● **Task instructions**
Your answer should hold all lines of the entries that include the word "VerificationId".
Data section Block Start
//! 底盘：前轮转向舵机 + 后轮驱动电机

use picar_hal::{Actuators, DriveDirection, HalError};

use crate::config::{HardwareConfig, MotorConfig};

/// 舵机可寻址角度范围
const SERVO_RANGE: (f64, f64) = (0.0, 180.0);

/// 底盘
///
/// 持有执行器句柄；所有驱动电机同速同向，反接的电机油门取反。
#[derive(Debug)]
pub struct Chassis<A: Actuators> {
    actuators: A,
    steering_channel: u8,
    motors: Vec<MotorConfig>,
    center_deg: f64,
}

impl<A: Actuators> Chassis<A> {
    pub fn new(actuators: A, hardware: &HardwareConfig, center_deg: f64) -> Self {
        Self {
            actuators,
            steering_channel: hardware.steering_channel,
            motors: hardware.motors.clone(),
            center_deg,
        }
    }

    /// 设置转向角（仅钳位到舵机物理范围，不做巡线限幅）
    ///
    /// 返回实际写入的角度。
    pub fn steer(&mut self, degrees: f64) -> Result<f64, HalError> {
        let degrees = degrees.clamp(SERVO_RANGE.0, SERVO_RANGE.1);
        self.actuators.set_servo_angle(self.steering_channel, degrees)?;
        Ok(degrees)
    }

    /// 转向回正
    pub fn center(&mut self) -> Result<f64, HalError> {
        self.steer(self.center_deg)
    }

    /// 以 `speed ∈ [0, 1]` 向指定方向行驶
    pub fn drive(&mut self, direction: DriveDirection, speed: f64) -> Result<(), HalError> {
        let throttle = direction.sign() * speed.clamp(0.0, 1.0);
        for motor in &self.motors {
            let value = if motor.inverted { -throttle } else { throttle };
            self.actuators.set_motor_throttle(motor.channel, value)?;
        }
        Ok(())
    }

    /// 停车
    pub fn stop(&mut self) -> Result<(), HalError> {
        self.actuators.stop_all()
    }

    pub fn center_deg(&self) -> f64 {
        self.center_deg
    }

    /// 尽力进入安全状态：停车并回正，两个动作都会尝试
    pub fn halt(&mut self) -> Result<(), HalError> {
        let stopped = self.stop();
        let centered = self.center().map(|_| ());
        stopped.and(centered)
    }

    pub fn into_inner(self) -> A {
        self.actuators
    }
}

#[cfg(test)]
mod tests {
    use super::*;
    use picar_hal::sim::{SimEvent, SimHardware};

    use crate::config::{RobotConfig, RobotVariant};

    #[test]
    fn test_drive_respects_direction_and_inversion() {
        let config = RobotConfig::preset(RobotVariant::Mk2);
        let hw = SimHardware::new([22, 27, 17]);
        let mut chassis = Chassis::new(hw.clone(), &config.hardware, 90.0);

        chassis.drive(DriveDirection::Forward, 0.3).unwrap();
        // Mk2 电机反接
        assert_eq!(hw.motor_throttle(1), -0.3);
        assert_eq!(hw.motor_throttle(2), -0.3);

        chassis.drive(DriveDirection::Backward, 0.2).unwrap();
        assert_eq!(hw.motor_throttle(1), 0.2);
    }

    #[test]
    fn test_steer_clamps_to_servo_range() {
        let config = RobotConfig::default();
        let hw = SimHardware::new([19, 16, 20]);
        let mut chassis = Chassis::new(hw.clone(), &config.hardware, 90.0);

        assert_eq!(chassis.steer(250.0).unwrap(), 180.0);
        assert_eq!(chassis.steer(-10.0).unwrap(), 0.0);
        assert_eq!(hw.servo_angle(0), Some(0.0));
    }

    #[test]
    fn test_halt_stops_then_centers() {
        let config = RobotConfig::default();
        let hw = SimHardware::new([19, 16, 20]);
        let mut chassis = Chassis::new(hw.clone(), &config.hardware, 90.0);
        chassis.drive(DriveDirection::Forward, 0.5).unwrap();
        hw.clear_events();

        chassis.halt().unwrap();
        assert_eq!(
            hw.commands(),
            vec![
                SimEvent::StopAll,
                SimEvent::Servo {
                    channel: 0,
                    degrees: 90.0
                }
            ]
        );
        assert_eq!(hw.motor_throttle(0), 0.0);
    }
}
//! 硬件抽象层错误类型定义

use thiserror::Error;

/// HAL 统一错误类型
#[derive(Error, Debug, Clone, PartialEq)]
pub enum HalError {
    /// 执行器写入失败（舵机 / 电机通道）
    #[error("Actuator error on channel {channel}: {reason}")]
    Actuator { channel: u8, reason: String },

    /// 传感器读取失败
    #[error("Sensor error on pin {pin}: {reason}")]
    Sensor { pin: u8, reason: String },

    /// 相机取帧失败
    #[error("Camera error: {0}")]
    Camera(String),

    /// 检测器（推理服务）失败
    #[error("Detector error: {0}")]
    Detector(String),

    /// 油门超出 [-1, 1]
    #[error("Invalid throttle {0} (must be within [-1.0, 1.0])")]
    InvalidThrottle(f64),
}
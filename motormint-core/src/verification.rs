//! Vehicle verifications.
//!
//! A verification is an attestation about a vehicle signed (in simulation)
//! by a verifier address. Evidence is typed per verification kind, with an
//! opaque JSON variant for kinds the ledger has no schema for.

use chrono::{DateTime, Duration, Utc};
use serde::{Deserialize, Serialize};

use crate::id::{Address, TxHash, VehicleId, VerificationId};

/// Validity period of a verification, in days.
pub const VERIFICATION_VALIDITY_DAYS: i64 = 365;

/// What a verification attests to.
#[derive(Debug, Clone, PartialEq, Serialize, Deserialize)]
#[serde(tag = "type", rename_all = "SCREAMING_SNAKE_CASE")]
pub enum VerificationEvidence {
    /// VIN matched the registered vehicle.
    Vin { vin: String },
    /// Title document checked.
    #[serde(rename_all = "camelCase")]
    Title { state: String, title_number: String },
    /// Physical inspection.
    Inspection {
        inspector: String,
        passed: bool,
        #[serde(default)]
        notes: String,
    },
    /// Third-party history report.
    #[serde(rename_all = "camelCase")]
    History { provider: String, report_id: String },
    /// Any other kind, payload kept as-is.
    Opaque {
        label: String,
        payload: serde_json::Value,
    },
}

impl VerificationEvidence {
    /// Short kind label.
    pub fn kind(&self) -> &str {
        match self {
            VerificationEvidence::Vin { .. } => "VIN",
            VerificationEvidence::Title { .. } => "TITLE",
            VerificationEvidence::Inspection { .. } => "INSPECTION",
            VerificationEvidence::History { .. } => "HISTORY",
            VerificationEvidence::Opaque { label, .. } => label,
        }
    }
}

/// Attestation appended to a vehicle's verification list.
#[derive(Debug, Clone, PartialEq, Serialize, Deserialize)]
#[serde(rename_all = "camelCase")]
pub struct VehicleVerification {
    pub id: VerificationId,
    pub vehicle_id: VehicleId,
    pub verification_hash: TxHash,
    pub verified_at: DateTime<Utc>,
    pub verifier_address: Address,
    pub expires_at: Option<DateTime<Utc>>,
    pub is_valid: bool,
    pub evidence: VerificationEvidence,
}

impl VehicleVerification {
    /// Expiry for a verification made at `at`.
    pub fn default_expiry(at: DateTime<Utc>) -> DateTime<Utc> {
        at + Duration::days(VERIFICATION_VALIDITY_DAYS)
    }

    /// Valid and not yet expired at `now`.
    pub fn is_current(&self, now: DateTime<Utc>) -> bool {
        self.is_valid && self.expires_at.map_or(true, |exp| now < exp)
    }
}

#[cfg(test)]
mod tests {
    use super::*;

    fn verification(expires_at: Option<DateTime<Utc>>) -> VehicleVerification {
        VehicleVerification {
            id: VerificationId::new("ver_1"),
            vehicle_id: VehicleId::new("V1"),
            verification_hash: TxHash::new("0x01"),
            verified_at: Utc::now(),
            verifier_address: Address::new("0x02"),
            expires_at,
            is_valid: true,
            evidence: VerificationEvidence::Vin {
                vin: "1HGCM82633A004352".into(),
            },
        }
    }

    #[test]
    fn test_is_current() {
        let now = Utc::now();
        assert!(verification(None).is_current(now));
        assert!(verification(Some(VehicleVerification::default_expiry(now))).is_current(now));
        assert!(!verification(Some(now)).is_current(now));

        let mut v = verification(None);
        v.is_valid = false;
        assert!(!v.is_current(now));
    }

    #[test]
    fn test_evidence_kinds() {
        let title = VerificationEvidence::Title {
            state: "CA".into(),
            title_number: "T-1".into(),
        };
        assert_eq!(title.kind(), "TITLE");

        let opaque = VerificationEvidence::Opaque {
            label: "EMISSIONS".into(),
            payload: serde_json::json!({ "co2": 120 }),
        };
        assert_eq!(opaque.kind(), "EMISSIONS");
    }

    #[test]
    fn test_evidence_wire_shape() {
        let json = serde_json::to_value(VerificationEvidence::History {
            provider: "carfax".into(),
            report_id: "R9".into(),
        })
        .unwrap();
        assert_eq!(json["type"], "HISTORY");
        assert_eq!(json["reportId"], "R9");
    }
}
Data section Block End
● **Written response**
use crate::id::{Address, TxHash, VehicleId, VerificationId};
    pub id: VerificationId,
            id: VerificationId::new("ver_1"),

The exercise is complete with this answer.